The children asked question after question without waiting to hear any of Frank’s answers. Ellis continued eating her dinner. She’d made the potato salad from scratch. She made all her food from scratch because her tastebuds were the only part of her that were the same after the accident. The fire that had lit her hair up like a sparkler and melted her rayon dress to her torso had not entered her mouth. She’d kept it closed.

Her youngest child, Gracie, came around to her side of the table and crawled into her lap. The other three children and their father had moved past the questions and started planning the trip. 
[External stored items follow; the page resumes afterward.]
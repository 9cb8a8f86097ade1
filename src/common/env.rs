//! Environment variable access

use std::collections::HashMap;
use std::ffi::OsString;

/// Installation root of iodist. Required.
pub const PREFIX_VAR: &str = "IODIST_PREFIX";

/// Per-invocation version override.
pub const INVOCATION_VERSION_VAR: &str = "IOJS_VERSION";

/// Session-level default version.
pub const SESSION_VERSION_VAR: &str = "IODIST_VERSION";

/// Processor architecture reported by the host.
pub const PROCESSOR_ARCH_VAR: &str = "PROCESSOR_ARCHITECTURE";

/// Explicit 64-bit override: `1` forces 64-bit, anything else forces the base variant.
pub const X64_OVERRIDE_VAR: &str = "IODIST_X64";

/// Enables resolution diagnostics on stderr when set to `1`.
pub const VERBOSE_VAR: &str = "IODIST_VERBOSE";

/// Read-only view of environment variables
pub trait Environment {
    /// Raw value of `key`, `None` when unset.
    fn var(&self, key: &str) -> Option<String>;

    /// Raw value of `key` without any UTF-8 conversion.
    ///
    /// Used for values that become paths.
    fn var_os(&self, key: &str) -> Option<OsString> {
        self.var(key).map(OsString::from)
    }

    /// Value of `key`, treating an empty value the same as an unset one.
    fn non_empty(&self, key: &str) -> Option<String> {
        self.var(key).filter(|value| !value.is_empty())
    }
}

/// The environment of the running process
#[derive(Debug, Default, Clone, Copy)]
pub struct ProcessEnv;

impl Environment for ProcessEnv {
    fn var(&self, key: &str) -> Option<String> {
        std::env::var_os(key).map(|value| value.to_string_lossy().into_owned())
    }

    fn var_os(&self, key: &str) -> Option<OsString> {
        std::env::var_os(key)
    }
}

/// Fixed set of variables, used by tests and by callers that snapshot the environment.
#[derive(Debug, Default, Clone)]
pub struct MapEnv {
    vars: HashMap<String, String>,
}

impl MapEnv {
    pub fn new() -> Self {
        Self::default()
    }

    /// Builder-style setter.
    #[must_use]
    pub fn with(mut self, key: &str, value: &str) -> Self {
        self.vars.insert(key.to_string(), value.to_string());
        self
    }
}

impl Environment for MapEnv {
    fn var(&self, key: &str) -> Option<String> {
        self.vars.get(key).cloned()
    }
}

#[cfg(test)]
mod tests {
    use super::*;

    #[test]
    fn test_map_env_unset_is_none() {
        let env = MapEnv::new();
        assert_eq!(env.var(PREFIX_VAR), None);
    }

    #[test]
    fn test_non_empty_filters_empty_values() {
        let env = MapEnv::new().with(PREFIX_VAR, "");
        assert_eq!(env.var(PREFIX_VAR), Some(String::new()));
        assert_eq!(env.non_empty(PREFIX_VAR), None);
    }

    #[test]
    fn test_non_empty_keeps_whitespace() {
        let env = MapEnv::new().with(SESSION_VERSION_VAR, " ");
        assert_eq!(env.non_empty(SESSION_VERSION_VAR), Some(" ".to_string()));
    }

    #[test]
    fn test_map_env_var_os() {
        let env = MapEnv::new().with(PREFIX_VAR, "/opt/iodist");
        assert_eq!(env.var_os(PREFIX_VAR), Some(OsString::from("/opt/iodist")));
        assert_eq!(env.var_os(SESSION_VERSION_VAR), None);
    }

    #[test]
    fn test_process_env_reads_path() {
        // PATH is set in every test environment we run in
        assert!(ProcessEnv.var("PATH").is_some());
    }
}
Ellis started to sing “You Are My Sunshine” quietly into Gracie’s ear. The fire had not taken her voice and when Gracie was a baby, before the accident, the song had stopped her fussing or crying. Ellis had a rich tone to her voice and when she sung, the world around her quieted. The other children had been calmed by other songs: “Battle Hymn of the Republic,” “Shenandoah,” “Zip-A-Dee-Doo-Dah.”
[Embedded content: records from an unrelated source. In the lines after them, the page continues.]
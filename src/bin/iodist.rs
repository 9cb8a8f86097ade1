//! iodist - read-only inspector for the iojs shim's version selection

use clap::Parser;

use iodist::cli::{Cli, Commands};
use iodist::commands::{self, Context};
use iodist::common::env::ProcessEnv;
use iodist::error::Result;

fn run(cli: Cli) -> Result<()> {
    let ctx = Context::from_dir(ProcessEnv, cli.dir.as_deref(), cli.verbose)?;
    let stdout = std::io::stdout();
    let out = &mut stdout.lock();

    match cli.command {
        Commands::Current(args) => commands::current::run(&ctx, &args, out),
        Commands::Which => commands::which::run(&ctx, out),
        Commands::Ls(args) => commands::list::run(&ctx, &args, out),
        Commands::Args(args) => commands::default_args::run(&ctx, &args, out),
        Commands::Global => commands::global::run(&ctx, out),
        Commands::Local => commands::local::run(&ctx, out),
        Commands::Env => commands::env::run(&ctx, out),
        Commands::Version => commands::version::run(out),
        Commands::Completions(args) => commands::completions::run(&args, out),
    }
}

fn main() {
    let cli = Cli::parse();

    if let Err(e) = run(cli) {
        eprintln!("Error: {e}");
        std::process::exit(e.exit_code());
    }
}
Gracie picked her head off Ellis’ shoulder. “Why does anyone care about the accident?”

Ellis wasn’t sure she knew why the accident had lodged in the nation’s consciousness. She felt it was somehow connected to the way the world had shrunk. How could she explain to her eleven-year-old daughter that their own family’s grief had become the country’s grief?

“No other accident involved as many cars, or as many deaths,” Ellis said and kissed her daughter on her perfect nose.

“But why does it matter now?” Gracie often persisted in asking questions beyond her ability to understand. When she was four she responded to all requests with one of two words: why or no. Frank or Ellis, on days when they were most frustrated with keeping charge of four children, would throw up their hands and tell the girl “because that’s what God wants.” Gracie had grown up in prayer circles held around her mother’s hospital bed and truly believed that God was the end of the line. She would, unlike the other children, always believe this.

“I don’t know,” Ellis said, but Frank had already overheard his daughter’s question and was recounting a dozen facts about the accident that made it, as he liked to say, newsworthy.

It bothered her that after nearly twenty years of marriage Frank still didn’t understand that just because she didn’t answer quickly didn’t mean she didn’t have an answer. Ellis was trying to find the right way to tell her daughter that such tragedies made people acknowledge their mortality. Own it, she would have said to Gracie. The images of the 200-vehicle collision had become part of the nation’s psyche. Ellis closed her eyes and drew back into herself. The sounds of her family receded, becoming indistinct chatter. This was how it had been in the months after the accident, only now, she could tell from the pitch of their voices and the speed of their words, that they were excited. Her family was no longer mourning.